┌─ Data in this exercise

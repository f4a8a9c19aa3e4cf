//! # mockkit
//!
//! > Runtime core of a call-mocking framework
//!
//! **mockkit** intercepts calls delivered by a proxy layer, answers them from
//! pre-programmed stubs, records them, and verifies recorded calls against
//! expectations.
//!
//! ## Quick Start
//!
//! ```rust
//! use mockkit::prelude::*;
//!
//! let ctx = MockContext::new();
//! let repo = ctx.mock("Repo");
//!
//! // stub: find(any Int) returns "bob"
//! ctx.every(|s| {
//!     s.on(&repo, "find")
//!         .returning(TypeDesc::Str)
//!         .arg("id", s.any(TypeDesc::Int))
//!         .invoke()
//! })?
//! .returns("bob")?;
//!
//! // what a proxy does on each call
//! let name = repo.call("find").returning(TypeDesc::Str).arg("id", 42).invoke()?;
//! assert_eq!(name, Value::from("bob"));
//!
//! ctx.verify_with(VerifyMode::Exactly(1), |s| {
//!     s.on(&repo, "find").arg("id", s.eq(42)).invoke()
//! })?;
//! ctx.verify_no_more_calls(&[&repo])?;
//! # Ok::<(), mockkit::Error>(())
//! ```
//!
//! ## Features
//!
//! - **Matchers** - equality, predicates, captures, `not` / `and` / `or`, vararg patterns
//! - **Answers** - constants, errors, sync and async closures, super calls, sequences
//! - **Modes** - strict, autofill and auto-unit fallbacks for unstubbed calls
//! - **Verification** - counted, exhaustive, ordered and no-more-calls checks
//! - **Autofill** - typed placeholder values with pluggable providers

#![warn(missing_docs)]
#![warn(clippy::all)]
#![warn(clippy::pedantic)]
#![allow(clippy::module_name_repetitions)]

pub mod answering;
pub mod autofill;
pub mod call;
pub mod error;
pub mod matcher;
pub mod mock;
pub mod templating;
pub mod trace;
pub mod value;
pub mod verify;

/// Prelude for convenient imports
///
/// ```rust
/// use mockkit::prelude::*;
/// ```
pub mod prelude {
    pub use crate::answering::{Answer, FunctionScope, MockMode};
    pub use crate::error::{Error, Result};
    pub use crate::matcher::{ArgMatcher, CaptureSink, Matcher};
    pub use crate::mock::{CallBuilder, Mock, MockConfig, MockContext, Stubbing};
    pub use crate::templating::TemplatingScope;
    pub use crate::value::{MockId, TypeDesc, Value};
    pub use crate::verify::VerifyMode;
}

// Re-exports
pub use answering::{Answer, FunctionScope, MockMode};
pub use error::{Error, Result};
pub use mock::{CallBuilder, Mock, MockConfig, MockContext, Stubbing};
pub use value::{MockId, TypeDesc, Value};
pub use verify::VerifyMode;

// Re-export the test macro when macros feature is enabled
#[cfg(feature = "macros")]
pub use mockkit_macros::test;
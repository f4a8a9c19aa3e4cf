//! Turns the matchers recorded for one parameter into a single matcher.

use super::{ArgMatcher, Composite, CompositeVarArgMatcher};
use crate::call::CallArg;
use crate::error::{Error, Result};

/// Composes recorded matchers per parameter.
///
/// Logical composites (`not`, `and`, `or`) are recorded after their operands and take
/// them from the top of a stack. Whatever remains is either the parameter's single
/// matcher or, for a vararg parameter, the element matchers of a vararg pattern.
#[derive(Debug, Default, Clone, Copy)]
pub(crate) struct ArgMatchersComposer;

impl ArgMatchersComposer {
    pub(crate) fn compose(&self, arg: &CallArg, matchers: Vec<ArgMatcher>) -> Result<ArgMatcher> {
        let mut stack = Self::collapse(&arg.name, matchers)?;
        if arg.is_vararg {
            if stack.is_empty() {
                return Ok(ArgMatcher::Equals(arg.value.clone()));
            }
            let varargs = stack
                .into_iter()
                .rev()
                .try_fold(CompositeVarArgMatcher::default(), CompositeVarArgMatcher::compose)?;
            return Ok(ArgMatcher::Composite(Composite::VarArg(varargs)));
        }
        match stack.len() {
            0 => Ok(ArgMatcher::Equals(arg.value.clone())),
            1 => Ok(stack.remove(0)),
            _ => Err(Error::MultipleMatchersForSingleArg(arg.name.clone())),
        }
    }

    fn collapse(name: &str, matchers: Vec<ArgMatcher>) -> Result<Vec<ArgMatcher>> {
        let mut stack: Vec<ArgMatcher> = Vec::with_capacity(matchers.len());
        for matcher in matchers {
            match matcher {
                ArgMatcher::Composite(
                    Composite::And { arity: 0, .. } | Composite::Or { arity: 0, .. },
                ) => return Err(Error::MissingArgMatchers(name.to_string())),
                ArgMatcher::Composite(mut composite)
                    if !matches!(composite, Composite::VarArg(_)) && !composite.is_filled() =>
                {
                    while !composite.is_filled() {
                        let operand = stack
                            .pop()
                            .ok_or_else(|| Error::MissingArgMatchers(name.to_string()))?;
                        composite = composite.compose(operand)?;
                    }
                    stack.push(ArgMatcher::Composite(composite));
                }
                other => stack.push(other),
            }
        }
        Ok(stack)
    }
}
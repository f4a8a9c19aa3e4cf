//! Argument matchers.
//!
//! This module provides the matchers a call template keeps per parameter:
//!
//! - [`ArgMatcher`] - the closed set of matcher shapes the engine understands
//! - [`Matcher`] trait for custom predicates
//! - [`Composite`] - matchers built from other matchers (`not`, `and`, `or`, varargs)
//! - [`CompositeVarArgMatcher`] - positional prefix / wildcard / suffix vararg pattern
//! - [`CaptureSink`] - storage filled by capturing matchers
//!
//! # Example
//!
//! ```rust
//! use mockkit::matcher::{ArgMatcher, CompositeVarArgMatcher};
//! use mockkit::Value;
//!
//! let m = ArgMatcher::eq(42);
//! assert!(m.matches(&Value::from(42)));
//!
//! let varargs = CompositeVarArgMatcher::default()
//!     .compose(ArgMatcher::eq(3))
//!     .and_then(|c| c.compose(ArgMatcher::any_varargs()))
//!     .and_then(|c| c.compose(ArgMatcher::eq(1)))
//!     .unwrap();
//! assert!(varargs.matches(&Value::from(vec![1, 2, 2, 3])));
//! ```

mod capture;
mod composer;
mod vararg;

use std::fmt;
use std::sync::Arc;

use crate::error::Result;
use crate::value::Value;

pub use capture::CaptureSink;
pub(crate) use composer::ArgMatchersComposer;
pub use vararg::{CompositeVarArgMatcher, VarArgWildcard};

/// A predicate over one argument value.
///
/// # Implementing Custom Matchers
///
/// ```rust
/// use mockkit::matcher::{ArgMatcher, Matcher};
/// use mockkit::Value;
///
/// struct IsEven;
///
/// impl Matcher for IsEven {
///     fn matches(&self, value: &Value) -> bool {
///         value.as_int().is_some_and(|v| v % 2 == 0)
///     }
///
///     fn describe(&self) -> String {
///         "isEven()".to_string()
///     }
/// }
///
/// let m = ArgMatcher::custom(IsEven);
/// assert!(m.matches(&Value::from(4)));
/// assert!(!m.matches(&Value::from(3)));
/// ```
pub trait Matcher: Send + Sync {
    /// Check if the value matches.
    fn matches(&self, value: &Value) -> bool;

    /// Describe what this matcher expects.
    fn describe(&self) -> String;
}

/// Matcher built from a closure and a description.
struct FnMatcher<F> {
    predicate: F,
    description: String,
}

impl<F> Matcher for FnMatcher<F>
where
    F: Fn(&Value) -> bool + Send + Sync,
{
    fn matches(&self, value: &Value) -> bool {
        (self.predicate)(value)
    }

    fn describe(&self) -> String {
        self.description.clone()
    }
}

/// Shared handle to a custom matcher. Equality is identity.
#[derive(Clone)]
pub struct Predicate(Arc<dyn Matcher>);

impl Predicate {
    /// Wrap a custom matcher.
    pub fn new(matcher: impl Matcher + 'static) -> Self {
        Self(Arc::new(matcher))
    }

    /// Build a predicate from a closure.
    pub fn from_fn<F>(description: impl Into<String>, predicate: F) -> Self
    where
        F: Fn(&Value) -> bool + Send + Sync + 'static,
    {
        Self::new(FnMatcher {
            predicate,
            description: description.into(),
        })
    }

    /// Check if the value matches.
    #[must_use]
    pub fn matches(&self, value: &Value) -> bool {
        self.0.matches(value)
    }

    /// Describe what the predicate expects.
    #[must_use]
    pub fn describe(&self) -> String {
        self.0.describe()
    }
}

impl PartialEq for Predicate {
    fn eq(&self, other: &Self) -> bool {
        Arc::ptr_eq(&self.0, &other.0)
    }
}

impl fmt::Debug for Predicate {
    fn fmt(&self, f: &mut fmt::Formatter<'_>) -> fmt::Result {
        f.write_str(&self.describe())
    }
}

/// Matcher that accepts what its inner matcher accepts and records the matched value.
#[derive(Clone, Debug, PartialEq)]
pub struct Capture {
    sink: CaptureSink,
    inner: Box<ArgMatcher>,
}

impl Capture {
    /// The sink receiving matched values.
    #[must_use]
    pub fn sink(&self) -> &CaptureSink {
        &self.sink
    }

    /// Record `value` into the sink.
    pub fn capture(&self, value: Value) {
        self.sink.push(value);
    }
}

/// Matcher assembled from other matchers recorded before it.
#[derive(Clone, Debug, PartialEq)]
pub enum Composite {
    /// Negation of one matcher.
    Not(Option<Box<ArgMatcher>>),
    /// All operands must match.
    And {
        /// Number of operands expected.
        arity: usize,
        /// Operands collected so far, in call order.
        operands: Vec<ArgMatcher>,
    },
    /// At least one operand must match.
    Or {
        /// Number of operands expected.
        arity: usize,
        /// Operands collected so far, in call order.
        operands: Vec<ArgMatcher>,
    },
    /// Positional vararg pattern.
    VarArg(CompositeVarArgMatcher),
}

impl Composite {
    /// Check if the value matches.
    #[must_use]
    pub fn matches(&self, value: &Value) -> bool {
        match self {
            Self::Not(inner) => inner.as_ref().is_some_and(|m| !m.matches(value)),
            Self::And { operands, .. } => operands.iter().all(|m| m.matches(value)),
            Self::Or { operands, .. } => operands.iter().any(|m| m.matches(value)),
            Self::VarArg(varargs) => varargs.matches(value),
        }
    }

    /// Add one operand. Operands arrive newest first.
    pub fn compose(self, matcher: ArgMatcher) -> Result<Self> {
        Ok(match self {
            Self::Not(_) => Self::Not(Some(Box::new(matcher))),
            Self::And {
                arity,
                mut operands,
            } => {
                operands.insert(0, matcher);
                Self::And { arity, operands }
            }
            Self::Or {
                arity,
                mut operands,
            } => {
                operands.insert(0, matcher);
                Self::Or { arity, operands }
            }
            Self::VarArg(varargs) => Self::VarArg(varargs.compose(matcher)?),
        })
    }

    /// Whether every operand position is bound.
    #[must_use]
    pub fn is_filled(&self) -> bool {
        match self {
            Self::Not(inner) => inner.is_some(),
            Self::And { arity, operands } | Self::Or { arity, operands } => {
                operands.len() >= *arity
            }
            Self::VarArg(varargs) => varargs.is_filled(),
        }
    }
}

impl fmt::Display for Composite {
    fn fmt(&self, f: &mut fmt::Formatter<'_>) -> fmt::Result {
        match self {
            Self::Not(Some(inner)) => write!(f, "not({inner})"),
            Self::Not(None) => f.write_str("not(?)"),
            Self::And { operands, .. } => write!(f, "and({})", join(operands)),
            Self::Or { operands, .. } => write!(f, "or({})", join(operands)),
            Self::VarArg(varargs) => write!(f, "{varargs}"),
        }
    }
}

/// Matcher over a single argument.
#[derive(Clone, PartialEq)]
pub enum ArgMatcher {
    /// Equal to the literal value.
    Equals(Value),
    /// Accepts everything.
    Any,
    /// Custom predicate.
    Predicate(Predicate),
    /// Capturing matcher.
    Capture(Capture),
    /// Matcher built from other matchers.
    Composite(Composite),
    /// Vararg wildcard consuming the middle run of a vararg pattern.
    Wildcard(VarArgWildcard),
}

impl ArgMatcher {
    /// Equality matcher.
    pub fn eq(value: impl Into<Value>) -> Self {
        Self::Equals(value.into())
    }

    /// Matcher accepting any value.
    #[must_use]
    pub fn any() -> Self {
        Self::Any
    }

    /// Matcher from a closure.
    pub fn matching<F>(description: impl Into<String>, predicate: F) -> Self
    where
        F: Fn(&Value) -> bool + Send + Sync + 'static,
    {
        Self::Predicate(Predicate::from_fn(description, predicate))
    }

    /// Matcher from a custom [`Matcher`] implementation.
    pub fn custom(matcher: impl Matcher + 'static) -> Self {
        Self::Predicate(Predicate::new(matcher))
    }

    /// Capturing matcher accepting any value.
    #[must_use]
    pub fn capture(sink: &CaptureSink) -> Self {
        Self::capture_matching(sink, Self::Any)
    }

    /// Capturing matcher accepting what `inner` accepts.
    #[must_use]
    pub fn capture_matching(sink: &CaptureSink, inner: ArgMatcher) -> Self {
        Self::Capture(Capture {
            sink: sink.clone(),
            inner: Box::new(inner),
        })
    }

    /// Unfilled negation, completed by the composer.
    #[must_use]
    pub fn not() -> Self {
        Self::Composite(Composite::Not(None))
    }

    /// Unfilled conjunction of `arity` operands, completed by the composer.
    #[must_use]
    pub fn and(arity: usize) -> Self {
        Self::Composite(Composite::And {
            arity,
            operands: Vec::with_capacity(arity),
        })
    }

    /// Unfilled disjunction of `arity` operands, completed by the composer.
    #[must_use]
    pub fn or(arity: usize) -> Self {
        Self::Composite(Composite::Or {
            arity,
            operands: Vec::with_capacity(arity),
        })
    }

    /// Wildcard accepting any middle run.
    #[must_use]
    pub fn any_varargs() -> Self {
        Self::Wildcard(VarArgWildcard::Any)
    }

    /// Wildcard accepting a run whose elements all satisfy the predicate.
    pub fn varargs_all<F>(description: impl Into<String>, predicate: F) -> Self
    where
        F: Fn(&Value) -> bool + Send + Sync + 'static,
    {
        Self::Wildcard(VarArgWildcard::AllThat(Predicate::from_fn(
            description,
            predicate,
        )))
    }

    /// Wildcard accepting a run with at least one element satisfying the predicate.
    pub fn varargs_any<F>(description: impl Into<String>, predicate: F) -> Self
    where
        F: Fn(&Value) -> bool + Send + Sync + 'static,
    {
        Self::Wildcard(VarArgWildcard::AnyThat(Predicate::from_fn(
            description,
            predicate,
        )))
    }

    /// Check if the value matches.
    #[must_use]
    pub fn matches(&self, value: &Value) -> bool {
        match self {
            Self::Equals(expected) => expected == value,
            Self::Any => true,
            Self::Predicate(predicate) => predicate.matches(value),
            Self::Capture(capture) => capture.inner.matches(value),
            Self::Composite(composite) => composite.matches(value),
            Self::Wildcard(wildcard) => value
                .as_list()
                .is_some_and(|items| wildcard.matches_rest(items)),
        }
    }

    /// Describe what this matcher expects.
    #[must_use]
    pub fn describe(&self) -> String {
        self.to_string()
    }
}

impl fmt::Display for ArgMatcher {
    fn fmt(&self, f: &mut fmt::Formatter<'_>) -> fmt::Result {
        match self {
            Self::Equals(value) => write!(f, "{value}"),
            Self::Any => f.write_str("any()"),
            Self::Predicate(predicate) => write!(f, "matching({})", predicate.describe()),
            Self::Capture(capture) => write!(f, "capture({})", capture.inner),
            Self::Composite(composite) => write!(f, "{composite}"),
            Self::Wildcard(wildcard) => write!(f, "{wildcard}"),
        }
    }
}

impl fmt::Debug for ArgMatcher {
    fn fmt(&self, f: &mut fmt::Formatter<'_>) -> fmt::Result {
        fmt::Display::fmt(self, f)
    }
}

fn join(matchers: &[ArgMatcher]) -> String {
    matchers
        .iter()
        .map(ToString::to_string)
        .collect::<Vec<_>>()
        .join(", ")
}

└─

Wherever "Equals" appears in the listing, report the line it is on.

Reply to the task >>
                return Ok(ArgMatcher::Equals(arg.value.clone()));
            0 => Ok(ArgMatcher::Equals(arg.value.clone())),
    Equals(Value),
        Self::Equals(value.into())
            Self::Equals(expected) => expected == value,
            Self::Equals(value) => write!(f, "{value}"),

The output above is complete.